§ Q7. Mr. Michael Latham
asked the Prime Minister whether he will dismiss the Secretary of State for Prices and Consumer Protection.
§ Mr. Latham
How much longer will the right hon. Lady be allowed to spend £550 million of taxpayers' money to advantage the average person with food subsidies of 22½p a week?
§ The Prime Minister
The hon. Gentleman seems to have misunderstood the facts and how much bigger last year's rapid increase in food prices would have been but for the food subsidies. The hon. Gentleman, who presumably was elected last October, will realise that he fought the last election, as did his Front Bench, on the pledge to maintain food subsidies.
§ Mr. Mike Thomas
Does my right hon. Friend agree that while the food subsidy programme is excellent and useful for the poor, it will be of little avail if the increases in electricity and gas prices remove their capacity to spend enough on food? Like most hon.
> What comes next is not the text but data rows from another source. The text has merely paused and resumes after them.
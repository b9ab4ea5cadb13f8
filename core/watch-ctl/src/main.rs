//! hero-watch-ctl: control and restart-receiver CLI for the resident process.
//!
//! ## Subcommands
//!
//! - `restart`: restart receiver, run by boot hooks, package updates and alarms
//! - `watchdog`: periodic liveness check, run by the watchdog timer
//! - `set-session`, `save-cookies`: identity hand-off from the web shell
//! - `silence`, `volume-key`, `foreground`, `task-removed`: host UI signals
//! - `status`: prints the live instance's health

mod daemon_client;
mod logging;

use clap::{Parser, Subcommand, ValueEnum};
use hero_watch_core::host::{socket_path, ProcessLauncher, SocketProbe, SysinfoRegistry};
use hero_watch_core::{
    handle_restart_request, run_watchdog, state_dir, store_path, BootOutcome,
    PersistentIdentityStore, SessionIdentity, WatchdogVerdict,
};
use hero_watch_protocol::{parse_session_identifier, Method, RestartReason};
use serde_json::{json, Value};
use std::path::PathBuf;

#[derive(Parser)]
#[command(name = "hero-watch-ctl")]
#[command(about = "Controls the hero-watch resident process")]
#[command(version)]
struct Cli {
    #[command(subcommand)]
    command: Commands,
}

#[derive(Subcommand)]
enum Commands {
    /// Relaunch the resident process after boot, an update or an alarm
    Restart {
        #[arg(long, default_value = "restart_service")]
        reason: RestartReason,
    },

    /// Relaunch the resident process if it is not running
    Watchdog,

    /// Hand the driver's session identifier to the resident process
    SetSession {
        #[arg(value_name = "DRIVER_ID")]
        driver_id: String,
    },

    /// Mirror the web session's cookie header into durable storage
    SaveCookies {
        #[arg(value_name = "COOKIES")]
        cookies: String,
    },

    /// Stop the active alert's sound and vibration
    Silence,

    /// Forward a volume key press; silences only while the UI is in front
    VolumeKey,

    /// Report whether the host UI is in the foreground
    Foreground {
        #[arg(value_enum)]
        state: Toggle,
    },

    /// Report that the user swiped the app away
    TaskRemoved,

    /// Print the resident process's health
    Status,
}

#[derive(Debug, Clone, Copy, PartialEq, Eq, ValueEnum)]
enum Toggle {
    On,
    Off,
}

impl Toggle {
    fn as_bool(self) -> bool {
        matches!(self, Toggle::On)
    }
}

fn main() {
    let _logging_guard = logging::init();
    let cli = Cli::parse();

    if let Err(err) = run(cli.command) {
        tracing::error!(error = %err, "hero-watch-ctl failed");
        eprintln!("hero-watch-ctl: {}", err);
        std::process::exit(1);
    }
}

fn run(command: Commands) -> Result<(), String> {
    match command {
        Commands::Restart { reason } => restart(reason),
        Commands::Watchdog => watchdog(),
        Commands::SetSession { driver_id } => set_session(&driver_id),
        Commands::SaveCookies { cookies } => {
            open_store()?
                .set_saved_cookies(&cookies)
                .map_err(String::from)?;
            tracing::info!("Session cookies saved");
            Ok(())
        }
        Commands::Silence => forward(Method::Silence, None),
        Commands::VolumeKey => forward(Method::VolumeKey, None),
        Commands::Foreground { state } => forward(
            Method::SetForeground,
            Some(json!({ "foreground": state.as_bool() })),
        ),
        Commands::TaskRemoved => forward(Method::TaskRemoved, None),
        Commands::Status => forward(Method::GetHealth, None),
    }
}

fn open_store() -> Result<PersistentIdentityStore, String> {
    let dir = state_dir().map_err(String::from)?;
    Ok(PersistentIdentityStore::open(store_path(&dir)))
}

fn socket() -> Result<PathBuf, String> {
    socket_path().map_err(String::from)
}

fn print_json(value: &Value) {
    match serde_json::to_string_pretty(value) {
        Ok(text) => println!("{}", text),
        Err(_) => println!("{}", value),
    }
}

fn forward(method: Method, params: Option<Value>) -> Result<(), String> {
    let data = daemon_client::call(&socket()?, method, params)?;
    print_json(&data);
    Ok(())
}

fn restart(reason: RestartReason) -> Result<(), String> {
    let store = open_store()?;
    let session = SessionIdentity::new();
    let launcher = ProcessLauncher::from_current_exe().map_err(String::from)?;

    match handle_restart_request(reason, &store, &session, &launcher) {
        BootOutcome::Launched { .. } => Ok(()),
        BootOutcome::GaveUp { error, .. } => Err(format!("relaunch failed: {}", error)),
    }
}

fn watchdog() -> Result<(), String> {
    let launcher = ProcessLauncher::from_current_exe().map_err(String::from)?;
    let probe = SocketProbe::new(socket()?);

    match run_watchdog(&probe, &SysinfoRegistry, &launcher) {
        WatchdogVerdict::Retry { error, .. } => Err(format!("watchdog relaunch failed: {}", error)),
        verdict => {
            tracing::debug!(?verdict, "Watchdog finished");
            Ok(())
        }
    }
}

/// Persists the identifier, then tells a live instance. A stopped instance
/// picks it up from storage on its next start.
fn set_session(driver_id: &str) -> Result<(), String> {
    let parsed = parse_session_identifier(json!({ "driver_id": driver_id }))
        .map_err(|err| err.message)?;
    open_store()?
        .set_driver_id(&parsed.driver_id)
        .map_err(String::from)?;

    match daemon_client::call(
        &socket()?,
        Method::SetSessionIdentifier,
        Some(json!({ "driver_id": parsed.driver_id })),
    ) {
        Ok(_) => tracing::info!("Session identifier delivered"),
        Err(err) => tracing::info!(error = %err, "Session identifier stored for next start"),
    }
    Ok(())
}
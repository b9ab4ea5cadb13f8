//! Recording fakes for every platform seam, plus harnesses driving a manual clock.
//!
//! Compiled for this crate's tests and behind the `testing` feature, which
//! the daemon's dev-dependencies enable.

use chrono::{DateTime, Duration as ChronoDuration, Utc};
use hero_watch_protocol::RestartReason;
use std::collections::{HashMap, VecDeque};
use std::sync::atomic::{AtomicBool, AtomicUsize, Ordering};
use std::sync::mpsc::Receiver;
use std::sync::{Arc, Mutex, MutexGuard};
use std::time::Duration;

use crate::clock::{Clock, ManualClock};
use crate::config::{RingerMode, WatchConfig};
use crate::effects::{
    AudioPolicy, Effects, Notification, NotificationChannel, Notifier, SoundCallback, SoundEnd,
    SoundHandle, SoundPlayer, UserFeedback, Vibrator, WakeKind, WakeLocks,
};
use crate::error::{Result, WatchError};
use crate::identity::{PersistentIdentityStore, SessionIdentity, StoredCookies};
use crate::poller::OrderEndpoint;
use crate::resident::{ResidentDeps, ResidentProcess};
use crate::resurrection::{AlarmScheduler, AlarmSpec, JobScheduler, JobSpec, Launcher};
use crate::scheduler::{InlineExecutor, Message, Scheduler};
use crate::watchdog::{ProcessRegistry, RunningProbe};

fn lock<T>(mutex: &Mutex<T>) -> MutexGuard<'_, T> {
    mutex.lock().unwrap_or_else(|poisoned| poisoned.into_inner())
}

pub fn start_time() -> DateTime<Utc> {
    DateTime::from_timestamp(1_772_352_000, 0).unwrap_or_default()
}

#[derive(Default)]
pub struct FakeEndpoint {
    responses: Mutex<VecDeque<Result<String>>>,
    default_body: Mutex<Option<String>>,
    calls: Mutex<Vec<String>>,
}

impl FakeEndpoint {
    pub fn push_body(&self, body: &str) {
        lock(&self.responses).push_back(Ok(body.to_string()));
    }

    pub fn push_error(&self, error: WatchError) {
        lock(&self.responses).push_back(Err(error));
    }

    /// Body returned once the queued responses run out.
    pub fn set_default_body(&self, body: &str) {
        *lock(&self.default_body) = Some(body.to_string());
    }

    pub fn calls(&self) -> Vec<String> {
        lock(&self.calls).clone()
    }
}

impl OrderEndpoint for FakeEndpoint {
    fn fetch(&self, driver_id: &str) -> Result<String> {
        lock(&self.calls).push(driver_id.to_string());
        if let Some(response) = lock(&self.responses).pop_front() {
            return response;
        }
        Ok(lock(&self.default_body)
            .clone()
            .unwrap_or_else(|| r#"{"success":false}"#.to_string()))
    }
}

#[derive(Default)]
pub struct RecordingLauncher {
    launches: AtomicUsize,
    broadcasts: Mutex<Vec<RestartReason>>,
    fail: AtomicBool,
    fail_next: AtomicUsize,
}

impl RecordingLauncher {
    /// Number of launch attempts, failed ones included.
    pub fn launches(&self) -> usize {
        self.launches.load(Ordering::SeqCst)
    }

    pub fn broadcasts(&self) -> Vec<RestartReason> {
        lock(&self.broadcasts).clone()
    }

    pub fn fail_launches(&self, fail: bool) {
        self.fail.store(fail, Ordering::SeqCst);
    }

    pub fn fail_next_launches(&self, count: usize) {
        self.fail_next.store(count, Ordering::SeqCst);
    }
}

impl Launcher for RecordingLauncher {
    fn launch(&self) -> Result<()> {
        self.launches.fetch_add(1, Ordering::SeqCst);
        let scripted = self
            .fail_next
            .fetch_update(Ordering::SeqCst, Ordering::SeqCst, |left| left.checked_sub(1))
            .is_ok();
        if scripted || self.fail.load(Ordering::SeqCst) {
            return Err(WatchError::platform("launch", "launch rejected"));
        }
        Ok(())
    }

    fn broadcast(&self, reason: RestartReason) -> Result<()> {
        lock(&self.broadcasts).push(reason);
        Ok(())
    }
}

#[derive(Default)]
pub struct RecordingAlarms {
    alarms: Mutex<Vec<AlarmSpec>>,
    rejected: Mutex<Vec<&'static str>>,
    fail: AtomicBool,
}

impl RecordingAlarms {
    /// Alarms that were accepted, in order.
    pub fn alarms(&self) -> Vec<AlarmSpec> {
        lock(&self.alarms).clone()
    }

    pub fn fail(&self, fail: bool) {
        self.fail.store(fail, Ordering::SeqCst);
    }

    pub fn reject_key(&self, key: &'static str) {
        lock(&self.rejected).push(key);
    }
}

impl AlarmScheduler for RecordingAlarms {
    fn set_exact(&self, alarm: &AlarmSpec) -> Result<()> {
        if self.fail.load(Ordering::SeqCst) || lock(&self.rejected).contains(&alarm.key) {
            return Err(WatchError::platform("set alarm", "alarm rejected"));
        }
        lock(&self.alarms).push(alarm.clone());
        Ok(())
    }
}

#[derive(Default)]
pub struct RecordingJobs {
    jobs: Mutex<Vec<JobSpec>>,
    fail: AtomicBool,
}

impl RecordingJobs {
    pub fn jobs(&self) -> Vec<JobSpec> {
        lock(&self.jobs).clone()
    }

    pub fn fail(&self, fail: bool) {
        self.fail.store(fail, Ordering::SeqCst);
    }
}

impl JobScheduler for RecordingJobs {
    fn enqueue_periodic(&self, job: &JobSpec) -> Result<()> {
        if self.fail.load(Ordering::SeqCst) {
            return Err(WatchError::platform("enqueue job", "job rejected"));
        }
        lock(&self.jobs).push(job.clone());
        Ok(())
    }
}

#[derive(Debug, Default, Clone, Copy)]
struct WakeRecord {
    held: bool,
    acquisitions: usize,
    releases: usize,
}

#[derive(Default)]
pub struct FakeWakeLocks {
    records: Mutex<HashMap<WakeKind, WakeRecord>>,
    fail_acquire: AtomicBool,
}

impl FakeWakeLocks {
    pub fn fail_acquire(&self, fail: bool) {
        self.fail_acquire.store(fail, Ordering::SeqCst);
    }

    pub fn is_held_now(&self, kind: WakeKind) -> bool {
        self.record(kind).held
    }

    pub fn acquisitions(&self, kind: WakeKind) -> usize {
        self.record(kind).acquisitions
    }

    pub fn releases(&self, kind: WakeKind) -> usize {
        self.record(kind).releases
    }

    fn record(&self, kind: WakeKind) -> WakeRecord {
        lock(&self.records).get(&kind).copied().unwrap_or_default()
    }
}

impl WakeLocks for FakeWakeLocks {
    fn acquire(&self, kind: WakeKind, _timeout: Option<Duration>) -> Result<()> {
        if self.fail_acquire.load(Ordering::SeqCst) {
            return Err(WatchError::effect("wake lock", "acquire rejected"));
        }
        let mut records = lock(&self.records);
        let record = records.entry(kind).or_default();
        record.held = true;
        record.acquisitions += 1;
        Ok(())
    }

    fn release(&self, kind: WakeKind) -> Result<()> {
        let mut records = lock(&self.records);
        let record = records.entry(kind).or_default();
        if record.held {
            record.held = false;
            record.releases += 1;
        }
        Ok(())
    }

    fn is_held(&self, kind: WakeKind) -> bool {
        self.is_held_now(kind)
    }
}

#[derive(Default)]
pub struct FakeVibrator {
    patterns: Mutex<Vec<Vec<u64>>>,
    cancels: AtomicUsize,
    fail: AtomicBool,
}

impl FakeVibrator {
    pub fn fail(&self, fail: bool) {
        self.fail.store(fail, Ordering::SeqCst);
    }

    pub fn patterns(&self) -> Vec<Vec<u64>> {
        lock(&self.patterns).clone()
    }

    pub fn cancels(&self) -> usize {
        self.cancels.load(Ordering::SeqCst)
    }
}

impl Vibrator for FakeVibrator {
    fn vibrate(&self, pattern: &[u64]) -> Result<()> {
        if self.fail.load(Ordering::SeqCst) {
            return Err(WatchError::effect("vibration", "vibrator unavailable"));
        }
        lock(&self.patterns).push(pattern.to_vec());
        Ok(())
    }

    fn cancel(&self) -> Result<()> {
        self.cancels.fetch_add(1, Ordering::SeqCst);
        Ok(())
    }
}

#[derive(Default)]
struct SoundLedger {
    plays: usize,
    stops: usize,
    releases: usize,
    live: usize,
    playing: Vec<Arc<AtomicBool>>,
    callbacks: Vec<SoundCallback>,
}

/// Sound player whose handles count stops and releases. A dropped,
/// unreleased handle stays counted in [`FakeSoundPlayer::live_handles`].
#[derive(Default)]
pub struct FakeSoundPlayer {
    ledger: Arc<Mutex<SoundLedger>>,
    fail: AtomicBool,
}

impl FakeSoundPlayer {
    pub fn fail(&self, fail: bool) {
        self.fail.store(fail, Ordering::SeqCst);
    }

    pub fn plays(&self) -> usize {
        lock(&self.ledger).plays
    }

    pub fn stops(&self) -> usize {
        lock(&self.ledger).stops
    }

    pub fn releases(&self) -> usize {
        lock(&self.ledger).releases
    }

    pub fn live_handles(&self) -> usize {
        lock(&self.ledger).live
    }

    /// Ends every pending playback as if the clip ran out.
    pub fn finish_all(&self, end: SoundEnd) {
        let callbacks = {
            let mut ledger = lock(&self.ledger);
            for playing in ledger.playing.drain(..) {
                playing.store(false, Ordering::SeqCst);
            }
            std::mem::take(&mut ledger.callbacks)
        };
        for callback in callbacks {
            callback(end.clone());
        }
    }
}

impl SoundPlayer for FakeSoundPlayer {
    fn play(&self, on_end: SoundCallback) -> Result<Box<dyn SoundHandle>> {
        if self.fail.load(Ordering::SeqCst) {
            return Err(WatchError::effect("sound", "audio device busy"));
        }
        let playing = Arc::new(AtomicBool::new(true));
        let mut ledger = lock(&self.ledger);
        ledger.plays += 1;
        ledger.live += 1;
        ledger.playing.push(Arc::clone(&playing));
        ledger.callbacks.push(on_end);
        Ok(Box::new(FakeSoundHandle {
            ledger: Arc::clone(&self.ledger),
            playing,
            released: false,
        }))
    }
}

struct FakeSoundHandle {
    ledger: Arc<Mutex<SoundLedger>>,
    playing: Arc<AtomicBool>,
    released: bool,
}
Members, I am anxious that that should not be the case and that the subsidy principles being applied to food should also be applied to provide help for the poor in paying the charges of the nationalised industry sector.
§ The Prime Minister
I understand my hon. Friend's concern, which we all share. I heard my hon. Friend speak on the subject in a meeting upstairs last week. My right hon. Friend the Chancellor announced in the Budget—this cannot be criticised by the Conservatives, because 289 they said that they would do it more than a year ago, and never did—that we believed it right to have realistic pricing in the publicly-owned industries. No one is pressing this point more than the trade unions in those industries, because they believe that it is demoralising to have in the pricing of the publicly-owned industries the kind of situation we have had in the past. Furthermore, as I am always having party conference decisions brought to my attention—as though I did not already know them by heart—there was a decision at our last party conference in October 1973, and that resolution, which was passed unanimously, called for just what we are doing in relation to the prices of nationalised industries.